To do: Using the entries that follow, write out the line containing "filename src/navigate/filter.rs", the line containing "(None, None) =>", and every line between them, exactly and nothing else.

Data for this exercise:
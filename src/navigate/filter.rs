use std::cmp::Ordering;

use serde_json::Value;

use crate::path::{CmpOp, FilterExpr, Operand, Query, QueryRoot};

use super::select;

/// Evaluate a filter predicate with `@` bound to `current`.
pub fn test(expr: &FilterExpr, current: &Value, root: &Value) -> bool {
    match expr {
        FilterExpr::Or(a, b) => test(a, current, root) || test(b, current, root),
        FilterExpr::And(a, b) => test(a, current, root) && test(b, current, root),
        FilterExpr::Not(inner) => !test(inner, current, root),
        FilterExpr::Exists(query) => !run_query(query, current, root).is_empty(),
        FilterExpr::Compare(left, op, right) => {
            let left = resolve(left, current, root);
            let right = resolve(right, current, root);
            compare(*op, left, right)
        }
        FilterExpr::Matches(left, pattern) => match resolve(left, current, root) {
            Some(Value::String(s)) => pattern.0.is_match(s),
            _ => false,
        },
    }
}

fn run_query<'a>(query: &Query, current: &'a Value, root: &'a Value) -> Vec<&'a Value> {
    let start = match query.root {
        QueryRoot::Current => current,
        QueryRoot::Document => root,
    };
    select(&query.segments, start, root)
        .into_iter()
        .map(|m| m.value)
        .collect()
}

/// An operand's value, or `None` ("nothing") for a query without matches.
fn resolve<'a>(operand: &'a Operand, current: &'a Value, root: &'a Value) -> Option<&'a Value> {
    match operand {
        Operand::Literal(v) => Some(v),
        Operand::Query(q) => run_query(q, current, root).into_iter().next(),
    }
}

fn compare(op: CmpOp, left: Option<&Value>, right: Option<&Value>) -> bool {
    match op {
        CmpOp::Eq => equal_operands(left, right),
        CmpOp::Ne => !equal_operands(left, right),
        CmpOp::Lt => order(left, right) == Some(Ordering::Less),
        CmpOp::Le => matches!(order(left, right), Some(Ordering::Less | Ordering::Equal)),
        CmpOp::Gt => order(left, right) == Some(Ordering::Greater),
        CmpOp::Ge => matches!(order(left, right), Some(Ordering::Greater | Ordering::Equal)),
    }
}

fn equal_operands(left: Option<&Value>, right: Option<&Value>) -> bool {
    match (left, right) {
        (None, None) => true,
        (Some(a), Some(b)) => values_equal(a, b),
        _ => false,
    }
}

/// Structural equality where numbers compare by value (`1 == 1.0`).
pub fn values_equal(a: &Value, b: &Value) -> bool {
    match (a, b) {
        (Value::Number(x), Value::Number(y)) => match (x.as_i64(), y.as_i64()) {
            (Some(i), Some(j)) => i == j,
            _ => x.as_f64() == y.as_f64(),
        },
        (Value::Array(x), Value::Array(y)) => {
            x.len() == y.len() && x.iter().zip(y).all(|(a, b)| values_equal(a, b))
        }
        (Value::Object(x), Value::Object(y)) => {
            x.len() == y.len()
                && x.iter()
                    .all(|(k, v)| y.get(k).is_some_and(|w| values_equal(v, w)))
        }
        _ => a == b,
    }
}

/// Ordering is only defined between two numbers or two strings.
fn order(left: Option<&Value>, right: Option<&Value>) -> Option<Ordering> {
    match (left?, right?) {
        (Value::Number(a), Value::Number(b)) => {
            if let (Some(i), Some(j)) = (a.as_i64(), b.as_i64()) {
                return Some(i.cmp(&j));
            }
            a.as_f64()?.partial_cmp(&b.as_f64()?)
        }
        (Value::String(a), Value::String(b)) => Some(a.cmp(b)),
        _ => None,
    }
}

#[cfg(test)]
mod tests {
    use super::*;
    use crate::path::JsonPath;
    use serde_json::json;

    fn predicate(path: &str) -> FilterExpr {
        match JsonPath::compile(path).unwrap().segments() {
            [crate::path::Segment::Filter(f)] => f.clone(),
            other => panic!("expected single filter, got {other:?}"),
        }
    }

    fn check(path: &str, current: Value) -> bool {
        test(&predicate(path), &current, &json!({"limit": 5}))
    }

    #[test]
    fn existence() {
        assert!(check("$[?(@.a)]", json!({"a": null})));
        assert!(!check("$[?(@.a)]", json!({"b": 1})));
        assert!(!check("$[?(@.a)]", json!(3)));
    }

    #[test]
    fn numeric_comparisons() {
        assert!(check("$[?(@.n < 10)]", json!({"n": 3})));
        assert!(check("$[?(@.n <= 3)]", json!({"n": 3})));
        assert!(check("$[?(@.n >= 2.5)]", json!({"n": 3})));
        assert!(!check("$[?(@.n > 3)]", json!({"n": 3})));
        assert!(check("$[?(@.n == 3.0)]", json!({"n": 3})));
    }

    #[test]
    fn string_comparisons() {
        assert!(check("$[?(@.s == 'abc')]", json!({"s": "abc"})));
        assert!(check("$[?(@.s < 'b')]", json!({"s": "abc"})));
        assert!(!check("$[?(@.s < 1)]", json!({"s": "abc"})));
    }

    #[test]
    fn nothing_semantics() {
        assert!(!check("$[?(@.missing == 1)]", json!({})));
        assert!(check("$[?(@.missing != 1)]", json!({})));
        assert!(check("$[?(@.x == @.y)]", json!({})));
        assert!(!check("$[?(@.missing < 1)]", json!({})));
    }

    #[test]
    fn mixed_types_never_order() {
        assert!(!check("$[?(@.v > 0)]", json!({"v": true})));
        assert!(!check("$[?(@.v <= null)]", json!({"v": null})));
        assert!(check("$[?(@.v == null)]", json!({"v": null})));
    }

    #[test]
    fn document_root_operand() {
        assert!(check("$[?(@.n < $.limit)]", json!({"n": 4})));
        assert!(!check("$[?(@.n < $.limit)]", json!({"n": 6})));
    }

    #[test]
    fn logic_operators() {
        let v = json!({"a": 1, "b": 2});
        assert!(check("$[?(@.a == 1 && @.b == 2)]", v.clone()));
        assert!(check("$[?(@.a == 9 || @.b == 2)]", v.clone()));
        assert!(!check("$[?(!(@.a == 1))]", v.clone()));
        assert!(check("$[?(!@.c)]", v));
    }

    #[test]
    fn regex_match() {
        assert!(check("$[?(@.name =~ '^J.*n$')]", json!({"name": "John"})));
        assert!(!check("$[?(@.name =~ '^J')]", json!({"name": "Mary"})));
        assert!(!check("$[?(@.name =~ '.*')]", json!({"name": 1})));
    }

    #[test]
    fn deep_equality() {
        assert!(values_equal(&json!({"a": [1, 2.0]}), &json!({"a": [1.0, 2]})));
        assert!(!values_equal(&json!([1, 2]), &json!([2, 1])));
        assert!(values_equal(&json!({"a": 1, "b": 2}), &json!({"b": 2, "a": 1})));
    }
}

* * *

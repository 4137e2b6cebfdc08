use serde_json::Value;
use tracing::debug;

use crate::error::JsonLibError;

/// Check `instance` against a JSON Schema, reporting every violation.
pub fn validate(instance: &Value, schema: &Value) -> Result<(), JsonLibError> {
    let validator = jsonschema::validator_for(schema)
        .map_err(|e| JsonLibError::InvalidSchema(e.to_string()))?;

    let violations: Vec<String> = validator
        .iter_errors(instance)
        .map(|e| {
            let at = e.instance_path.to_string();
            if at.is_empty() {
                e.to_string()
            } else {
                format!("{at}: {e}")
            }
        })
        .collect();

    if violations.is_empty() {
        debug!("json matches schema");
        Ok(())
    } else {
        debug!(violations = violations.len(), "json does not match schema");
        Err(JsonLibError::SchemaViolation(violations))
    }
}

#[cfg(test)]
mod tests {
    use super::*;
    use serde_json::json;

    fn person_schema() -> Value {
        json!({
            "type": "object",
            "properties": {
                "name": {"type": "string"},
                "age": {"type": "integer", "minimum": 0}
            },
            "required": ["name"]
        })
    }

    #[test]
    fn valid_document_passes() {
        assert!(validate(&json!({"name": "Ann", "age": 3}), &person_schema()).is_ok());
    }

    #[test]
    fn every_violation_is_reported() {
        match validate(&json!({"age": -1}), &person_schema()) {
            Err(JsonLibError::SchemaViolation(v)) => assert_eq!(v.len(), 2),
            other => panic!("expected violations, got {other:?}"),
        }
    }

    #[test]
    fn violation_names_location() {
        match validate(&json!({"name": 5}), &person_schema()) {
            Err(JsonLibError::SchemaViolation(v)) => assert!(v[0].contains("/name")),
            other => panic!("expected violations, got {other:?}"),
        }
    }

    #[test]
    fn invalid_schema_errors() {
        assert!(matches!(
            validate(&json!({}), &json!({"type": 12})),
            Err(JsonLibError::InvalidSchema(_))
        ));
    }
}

* * *

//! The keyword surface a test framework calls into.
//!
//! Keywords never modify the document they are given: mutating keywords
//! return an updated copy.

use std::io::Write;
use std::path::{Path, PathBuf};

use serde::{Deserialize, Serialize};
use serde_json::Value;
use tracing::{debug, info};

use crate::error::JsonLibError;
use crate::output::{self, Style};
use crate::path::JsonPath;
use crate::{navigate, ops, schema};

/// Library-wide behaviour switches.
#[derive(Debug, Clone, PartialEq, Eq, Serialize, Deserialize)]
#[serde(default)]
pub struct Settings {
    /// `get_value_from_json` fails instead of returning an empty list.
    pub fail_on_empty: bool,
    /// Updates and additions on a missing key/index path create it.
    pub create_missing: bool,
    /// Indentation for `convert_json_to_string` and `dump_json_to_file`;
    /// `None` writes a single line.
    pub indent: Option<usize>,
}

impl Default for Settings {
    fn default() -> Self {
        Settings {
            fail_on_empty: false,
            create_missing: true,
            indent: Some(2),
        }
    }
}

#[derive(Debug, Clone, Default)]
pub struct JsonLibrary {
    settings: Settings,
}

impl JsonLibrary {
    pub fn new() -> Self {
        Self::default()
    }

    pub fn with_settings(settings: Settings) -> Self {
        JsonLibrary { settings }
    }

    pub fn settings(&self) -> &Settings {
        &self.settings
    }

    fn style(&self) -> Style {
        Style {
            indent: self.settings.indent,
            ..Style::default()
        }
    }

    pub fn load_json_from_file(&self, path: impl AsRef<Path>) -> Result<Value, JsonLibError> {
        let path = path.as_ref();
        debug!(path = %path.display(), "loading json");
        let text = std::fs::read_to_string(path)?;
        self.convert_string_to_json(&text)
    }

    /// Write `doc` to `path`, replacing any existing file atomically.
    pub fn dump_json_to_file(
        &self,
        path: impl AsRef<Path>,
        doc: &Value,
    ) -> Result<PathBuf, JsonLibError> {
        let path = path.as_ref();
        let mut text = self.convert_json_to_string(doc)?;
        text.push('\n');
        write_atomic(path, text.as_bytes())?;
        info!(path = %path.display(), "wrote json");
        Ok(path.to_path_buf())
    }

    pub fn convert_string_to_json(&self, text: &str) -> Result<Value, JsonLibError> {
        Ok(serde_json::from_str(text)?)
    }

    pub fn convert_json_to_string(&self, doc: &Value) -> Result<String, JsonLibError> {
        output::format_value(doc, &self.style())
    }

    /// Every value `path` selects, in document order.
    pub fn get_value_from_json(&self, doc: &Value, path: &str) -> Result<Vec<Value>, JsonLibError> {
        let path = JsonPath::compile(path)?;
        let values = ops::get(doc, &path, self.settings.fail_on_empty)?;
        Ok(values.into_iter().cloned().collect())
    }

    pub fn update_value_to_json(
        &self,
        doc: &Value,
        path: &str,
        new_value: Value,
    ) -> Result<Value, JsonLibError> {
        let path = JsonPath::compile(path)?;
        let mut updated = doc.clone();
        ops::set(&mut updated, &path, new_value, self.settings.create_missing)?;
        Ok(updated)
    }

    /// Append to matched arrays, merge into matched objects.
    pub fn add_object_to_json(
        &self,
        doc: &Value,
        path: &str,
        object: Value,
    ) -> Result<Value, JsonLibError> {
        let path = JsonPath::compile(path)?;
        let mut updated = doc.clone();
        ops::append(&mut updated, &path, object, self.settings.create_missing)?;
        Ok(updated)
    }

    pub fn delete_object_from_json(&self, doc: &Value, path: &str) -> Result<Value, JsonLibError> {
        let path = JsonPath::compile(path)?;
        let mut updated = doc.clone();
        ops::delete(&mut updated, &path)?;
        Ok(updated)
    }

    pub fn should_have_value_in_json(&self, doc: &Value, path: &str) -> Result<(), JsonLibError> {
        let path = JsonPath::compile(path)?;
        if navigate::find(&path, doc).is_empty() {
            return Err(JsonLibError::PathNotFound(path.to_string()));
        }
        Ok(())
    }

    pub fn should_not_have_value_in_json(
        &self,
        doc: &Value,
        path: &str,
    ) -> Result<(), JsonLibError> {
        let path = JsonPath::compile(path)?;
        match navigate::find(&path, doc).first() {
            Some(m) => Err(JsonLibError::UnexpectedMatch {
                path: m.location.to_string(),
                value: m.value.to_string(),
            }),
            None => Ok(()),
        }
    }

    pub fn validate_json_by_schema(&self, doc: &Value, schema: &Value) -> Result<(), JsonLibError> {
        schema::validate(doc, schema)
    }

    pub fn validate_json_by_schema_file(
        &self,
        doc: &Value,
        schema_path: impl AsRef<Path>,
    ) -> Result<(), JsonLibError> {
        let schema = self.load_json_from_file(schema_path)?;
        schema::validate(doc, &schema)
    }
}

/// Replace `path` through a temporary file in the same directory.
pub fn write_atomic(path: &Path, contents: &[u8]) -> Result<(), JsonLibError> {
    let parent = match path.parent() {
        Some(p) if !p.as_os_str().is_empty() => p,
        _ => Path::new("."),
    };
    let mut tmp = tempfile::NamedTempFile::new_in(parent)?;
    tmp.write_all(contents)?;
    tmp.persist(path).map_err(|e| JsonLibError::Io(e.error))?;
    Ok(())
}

Result:
filename src/navigate/filter.rs
use std::cmp::Ordering;

use serde_json::Value;

use crate::path::{CmpOp, FilterExpr, Operand, Query, QueryRoot};

use super::select;

/// Evaluate a filter predicate with `@` bound to `current`.
pub fn test(expr: &FilterExpr, current: &Value, root: &Value) -> bool {
    match expr {
        FilterExpr::Or(a, b) => test(a, current, root) || test(b, current, root),
        FilterExpr::And(a, b) => test(a, current, root) && test(b, current, root),
        FilterExpr::Not(inner) => !test(inner, current, root),
        FilterExpr::Exists(query) => !run_query(query, current, root).is_empty(),
        FilterExpr::Compare(left, op, right) => {
            let left = resolve(left, current, root);
            let right = resolve(right, current, root);
            compare(*op, left, right)
        }
        FilterExpr::Matches(left, pattern) => match resolve(left, current, root) {
            Some(Value::String(s)) => pattern.0.is_match(s),
            _ => false,
        },
    }
}

fn run_query<'a>(query: &Query, current: &'a Value, root: &'a Value) -> Vec<&'a Value> {
    let start = match query.root {
        QueryRoot::Current => current,
        QueryRoot::Document => root,
    };
    select(&query.segments, start, root)
        .into_iter()
        .map(|m| m.value)
        .collect()
}

/// An operand's value, or `None` ("nothing") for a query without matches.
fn resolve<'a>(operand: &'a Operand, current: &'a Value, root: &'a Value) -> Option<&'a Value> {
    match operand {
        Operand::Literal(v) => Some(v),
        Operand::Query(q) => run_query(q, current, root).into_iter().next(),
    }
}

fn compare(op: CmpOp, left: Option<&Value>, right: Option<&Value>) -> bool {
    match op {
        CmpOp::Eq => equal_operands(left, right),
        CmpOp::Ne => !equal_operands(left, right),
        CmpOp::Lt => order(left, right) == Some(Ordering::Less),
        CmpOp::Le => matches!(order(left, right), Some(Ordering::Less | Ordering::Equal)),
        CmpOp::Gt => order(left, right) == Some(Ordering::Greater),
        CmpOp::Ge => matches!(order(left, right), Some(Ordering::Greater | Ordering::Equal)),
    }
}

fn equal_operands(left: Option<&Value>, right: Option<&Value>) -> bool {
    match (left, right) {
        (None, None) => true,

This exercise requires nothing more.